Research finds people unhappy in their relationship tend to ruminate on that unhappiness during arguments with their partner. Happier couples often have more coordinated thoughts related to the conflict at hand.
According to a study published online in the National Communication Association’s journal, Communication Monographs, the findings “raise questions about widely accepted differences between women’s and men’s cognitions.”
Participating were 71 young heterosexual couples who were unmarried but had been together an average of three years.
Couples were separated into different rooms but remained connected through a chat program. The romantic partners were overseen by a researcher, but they could only communicate with their partner by typing.
“Unhappy partners were more likely to repeat
their unhappiness or change the subject.”
Participants were asked to verbalize their thought process to the researcher during the 10-minute chats with their partner, which was recorded. The topic was pre-selected from a questionnaire filled out by each partner.
Researchers found unhappy partners were more likely to repeat their unhappiness, avoid the topic or attempt to change the subject. Couples more satisfied in their relationship were more likely to remain on topic.
The study also concluded that a person’s thoughts during an argument both reflect and shape how they feel about the relationship.

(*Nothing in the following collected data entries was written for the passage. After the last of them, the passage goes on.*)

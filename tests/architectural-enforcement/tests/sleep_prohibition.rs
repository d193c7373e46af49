//! Sleep Prohibition
//!
//! Parley only waits on purpose in three places: the pairing window, the
//! bot's thinking delay and the daemon's accept backoff. Any other timer in
//! production code is a polling loop or a race papered over with a delay.
//!
//! Blocking sleeps (`std::thread::sleep`) are never allowed; they stall a
//! runtime worker.

use architectural_enforcement::{is_file, report, scan, source_dir};

#[test]
fn test_no_blocking_sleep() {
    let mut violations = Vec::new();
    for krate in ["parley/core", "parley/daemon"] {
        violations.extend(scan(&source_dir(krate), |_, code| {
            (code.contains("thread::sleep") || code.contains("std::thread::sleep"))
                .then(|| "Blocking sleep".to_string())
        }));
    }
    report("blocking sleep", &violations);
}

#[test]
fn test_core_timers_only_in_pairing_and_bot() {
    let violations = scan(&source_dir("parley/core"), |path, code| {
        let allowed = is_file(path, "matchmaker.rs") || is_file(path, "bot.rs");
        (code.contains("time::sleep") && !allowed).then(|| "Async sleep outside pairing/bot".to_string())
    });
    report("core sleep", &violations);
}

#[test]
fn test_daemon_sleeps_only_for_accept_backoff() {
    let violations = scan(&source_dir("parley/daemon"), |path, code| {
        let backoff = is_file(path, "server.rs") && code.contains("ACCEPT_BACKOFF");
        (code.contains("time::sleep") && !backoff).then(|| "Async sleep outside accept backoff".to_string())
    });
    report("daemon sleep", &violations);
}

It can likewise affect the happiness of the other partner, according to study author Anita Vangelisti, a communications professor at the University of Texas at Austin.
“We don’t have data on what happens when partners change their thoughts, but our findings certainly do suggest that thinking about how angry and frustrated you are – or thinking about how much power is being wielded during a conflict – is not beneficial,” she said.
Vangelisti said a participant’s thought process may differ in a chat setting versus standard face-to-face meetings and cites the lack of facial expressions or tone of voice applied in the responses.
From: Communication Monographs.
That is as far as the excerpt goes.